(Collected data)

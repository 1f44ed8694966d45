//! ANSI color helpers for pretty terminal output
//!
//! Simple, tasteful colors that work on most terminals.

/// ANSI escape codes
pub mod ansi {
    pub const RESET: &str = "\x1b[0m";
    pub const BOLD: &str = "\x1b[1m";
    pub const DIM: &str = "\x1b[2m";
    pub const ITALIC: &str = "\x1b[3m";

    // Colors
    pub const RED: &str = "\x1b[31m";
    pub const GREEN: &str = "\x1b[32m";
    pub const YELLOW: &str = "\x1b[33m";
    pub const MAGENTA: &str = "\x1b[35m";
    pub const CYAN: &str = "\x1b[36m";
    pub const GRAY: &str = "\x1b[90m";
}

use ansi::*;

/// Format a success message (green)
pub fn success(msg: &str) -> String {
    format!("{}{}{}", GREEN, msg, RESET)
}

/// Format an error message (red)
pub fn error(msg: &str) -> String {
    format!("{}{}{}", RED, msg, RESET)
}

/// Format a warning message (yellow)
pub fn warning(msg: &str) -> String {
    format!("{}{}{}", YELLOW, msg, RESET)
}

/// Format a status/info message (gray/dim)
pub fn status(msg: &str) -> String {
    format!("{}{}{}", GRAY, msg, RESET)
}

/// Format a header (bold)
pub fn header(msg: &str) -> String {
    format!("{}{}{}", BOLD, msg, RESET)
}

/// Format a slogan (italic cyan)
pub fn slogan(text: &str) -> String {
    format!("{}{}\"{}\"{}", ITALIC, CYAN, text, RESET)
}

/// Format the prompt
pub fn prompt() -> String {
    format!("{}{}>>> {}", BOLD, MAGENTA, RESET)
}

/// Format a horizontal separator
pub fn separator(width: usize) -> String {
    format!("{}{}{}", DIM, "─".repeat(width), RESET)
}

/// Format startup banner line
pub fn banner_line(label: &str, value: &str) -> String {
    format!("{}{:<12}{} {}", DIM, label, RESET, value)
}

/// Format startup banner with accent
pub fn banner_accent(text: &str) -> String {
    format!("{}{}{}{}", BOLD, MAGENTA, text, RESET)
}

/// Render a color swatch for a hex value like `#2E7D32`, falling back to
/// the plain value when the terminal input is not a 6-digit hex color.
pub fn swatch(hex: &str) -> String {
    match parse_hex(hex) {
        Some((r, g, b)) => format!("\x1b[48;2;{};{};{}m  {} {}", r, g, b, RESET, hex),
        None => hex.to_string(),
    }
}

fn parse_hex(hex: &str) -> Option<(u8, u8, u8)> {
    let digits = hex.strip_prefix('#')?;
    if digits.len() != 6 {
        return None;
    }
    let r = u8::from_str_radix(&digits[0..2], 16).ok()?;
    let g = u8::from_str_radix(&digits[2..4], 16).ok()?;
    let b = u8::from_str_radix(&digits[4..6], 16).ok()?;
    Some((r, g, b))
}

#[cfg(test)]
mod tests {
    use super::*;

    #[test]
    fn test_parse_hex() {
        assert_eq!(parse_hex("#FF8F00"), Some((255, 143, 0)));
        assert_eq!(parse_hex("#fff"), None);
        assert_eq!(parse_hex("2E7D32"), None);
        assert_eq!(parse_hex("#GGGGGG"), None);
    }

    #[test]
    fn test_swatch_falls_back_on_bad_input() {
        assert_eq!(swatch("tomato"), "tomato");
    }
}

■ What this task involves
For each line in the data that contains the string "message", give a copy of that line.

■ Reply to the exercise
/// Format a success message (green)
/// Format an error message (red)
/// Format a warning message (yellow)
/// Format a status/info message (gray/dim)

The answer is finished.